Obezite diyabeti tetikledi
Pamukkale Üniversitesi (PAÜ) Tıp Fakültesi İç Hastalıkları Anabilim Dalı Endokrin Bilim Dalı Başkanı Doç. Dr. Fulya Akın, obezitenin yaygınlaşmasının, diyabet hastalığının görülme sıklığını artırdığını bildirdi.
cumhuriyet.com.trAkın, yaptığı açıklamada, diyabetin, pankreasın besinlerin enerjiye çevrilebilmesi için gereken insülini üretmemesi ya da üretilen insülinin gerektiği gibi kullanılamaması sonucu ortaya çıkan bir hastalık olduğunu söyledi.
Bu oluş şekillerine göre diyabetin ''Tip 1'' ve ''Tip 2'' olarak ikiye ayrıldığını, ilk grup diyabetin her yaşta ortaya çıkabildiğini ifade eden Akın, ikinci tür diyabetin ise son yıllara kadar 40 yaş üzeri hastalığı olarak bilindiğini dile getirdi.
Akın, özelikle Tip 2 diyabetin, hareketsiz yaşam ve artan obeziteyle birlikte görülme yaş aralığının aşağı çekildiğini, bununda toplumda diyabet görülme sıklığını artırdığını belirterek, şöyle konuştu:
''Tip 2 diyabetini daha yaşlı insanlarda görebiliyorduk. Şimdi ise çocukluk çağında obezitenin artmasıyla birlikte daha erken yaşlarda Tip 2 diyabeti görmeye başladık. Yaş aralığı 40 yaşın altına indi. Bu obezite ile birlikte arttı. Zaten dünyada artık 'diyabezite' diye bir terimden bahsediliyor. Obezite ve diyabet birbirine paralel olarak katlanarak artıyor. 2002 yılında yüzde 7,2 olan diyabet sıklığı, 2010'da yüzde 13,7'ye ulaşarak yüzde 90 oranında bir artış gösterdi.''
Toplumun yüzde 30'unu ilgilendiriyor
Akın, diyabetin obezite kaynaklı gösterdiği artışla Türkiye'de toplumun yüzde 30'unu ilgilendiren bir hastalık haline geldiğini bildirdi.

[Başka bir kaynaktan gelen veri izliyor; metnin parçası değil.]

#![allow(dead_code)]

use std::sync::Arc;
use std::thread;
use std::time::{Duration, Instant};

use image::RgbaImage;
use pageconfig::{PreviewSettings, ProjectLink};
use renderer::{
    DecodedImage, DisplacementField, FrameBackend, FrameError, FrameUniforms, ImageSource,
    LoadError, PixelSize, Preview, PreviewOptions, Quad,
};

/// Backend that records what the engine asked of it.
#[derive(Debug, Default)]
pub struct RecordingBackend {
    pub next_image: u32,
    pub quads: usize,
    pub configured: Vec<PixelSize>,
    pub displacement_writes: usize,
    pub last_field_size: Option<usize>,
    pub bound: Option<u32>,
    pub draws: Vec<FrameUniforms>,
}

impl FrameBackend for RecordingBackend {
    type Image = u32;

    fn create_image(&mut self, image: &DecodedImage) -> Result<Self::Image, FrameError> {
        if image.width() > 4096 {
            return Err(FrameError::ImageTooLarge {
                width: image.width(),
                height: image.height(),
                limit: 4096,
            });
        }
        self.next_image += 1;
        Ok(self.next_image)
    }

    fn upload_quad(&mut self, _quad: &Quad) {
        self.quads += 1;
    }

    fn configure(&mut self, size: PixelSize) {
        self.configured.push(size);
    }

    fn write_displacement(&mut self, field: &DisplacementField) {
        self.displacement_writes += 1;
        self.last_field_size = Some(field.size());
    }

    fn bind_image(&mut self, image: Option<&Self::Image>) {
        self.bound = image.copied();
    }

    fn draw(&mut self, uniforms: &FrameUniforms) -> Result<(), FrameError> {
        self.draws.push(*uniforms);
        Ok(())
    }
}

/// Serves solid images whose size is encoded in the URL, e.g. `/200x100.png`.
/// URLs containing `broken` fail.
pub struct StubSource;

impl ImageSource for StubSource {
    fn fetch(&self, url: &str) -> Result<DecodedImage, LoadError> {
        if url.contains("broken") {
            return Err(LoadError::Empty {
                url: url.to_string(),
            });
        }
        let stem = url
            .trim_start_matches('/')
            .split('.')
            .next()
            .unwrap_or_default();
        let (width, height) = stem
            .split_once('x')
            .and_then(|(w, h)| Some((w.parse().ok()?, h.parse().ok()?)))
            .unwrap_or((4, 4));
        Ok(DecodedImage::new(RgbaImage::new(width, height)))
    }
}

pub fn settings() -> PreviewSettings {
    PreviewSettings::default()
}

pub fn options(width: u32, height: u32) -> PreviewOptions {
    PreviewOptions {
        size: PixelSize::new(width, height),
        seed: Some(42),
        ..PreviewOptions::default()
    }
}

pub fn preview(width: u32, height: u32) -> Preview<RecordingBackend> {
    Preview::new(
        RecordingBackend::default(),
        &settings(),
        &options(width, height),
        Arc::new(StubSource),
    )
}

pub fn link(image: &str, href: Option<&str>) -> ProjectLink {
    ProjectLink {
        image: image.to_string(),
        href: href.map(str::to_string),
    }
}

/// Pumps the loader until nothing is in flight or five seconds pass.
pub fn settle(preview: &mut Preview<RecordingBackend>) {
    let deadline = Instant::now() + Duration::from_secs(5);
    while preview.pending_loads() > 0 && Instant::now() < deadline {
        preview.pump_textures();
        thread::sleep(Duration::from_millis(5));
    }
    preview.pump_textures();
}

/// Preloads `urls` and waits for them to land in the store.
pub fn cached_preview(width: u32, height: u32, urls: &[&str]) -> Preview<RecordingBackend> {
    let mut preview = preview(width, height);
    preview.preload(urls.iter().copied());
    settle(&mut preview);
    preview
}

Diyabet hastalığının, uygun şekilde tedavi edilmezse körlük, böbrek yetmezliği gibi çok ciddi kronik sağlık sorunları ile pek çok akut sonuçlar ortaya çıkarabildiğine işaret eden Akın, yapısal bozukluk dışında nedenlere bağlı olarak gelişebilen Tip 2 diyabetin önlenmesinin ve ortaya çıkmış hastalığın da tedavisinin büyük önem taşıdığını ifade etti.
Diyabete karşı hareketli yaşam
Doç. Dr. Fulya Akın ise hem diyabetin önlenmesi hem de ortaya çıkmış diyabetin kontrol altında tutulabilmesi için hareketsiz yaşam şeklinden uzaklaşılması ve öğün atlamadan sık aralıklarla az miktarda yemeği önerdi.
Akın, şöylme konuştu:
''Haftanın 5 günü 30 dakika, 3 günü ise 50 dakika olmak üzere 2 günden fazla ara vermeyecek şekilde aerobik, egzersiz, tempolu yürüyüş veya yüzmelerini istiyoruz. Bu, hem hastaların kan şekerini düzeltecek hem de diyabet adaylarının diyabete gitmesini önleyecektir. Yaşam tarzı değişikliği çok kolay bir şey değil, ama sadece yaşam tarzı değişikliğiyle yüzde 40 oranında diyabet önlenebiliyor. Hastaların sigara içmemesi çok önemli. Diyabet hem küçük hem büyük damarları etkileyerek kalp ve damar hastalığı riskini 2-3 kat artırıyor. Şeker hastalıkları kesinlikle sigara içmemeli, alkolü de tavsiye etmiyoruz.''
Diyabetin önüne geçilebilmesi için obezite ile mücadelenin önemine dikkati çeken Akın, kilonun kontrol altında tutulmasının, vücut kitle endeksi 40'ın üzerinde ise gerekiyorsa obeziteye yönelik cerrahi tedavilere de başvurulmasının diyabetin önlenmesi açısından faydalı olduğunu sözlerine ekledi.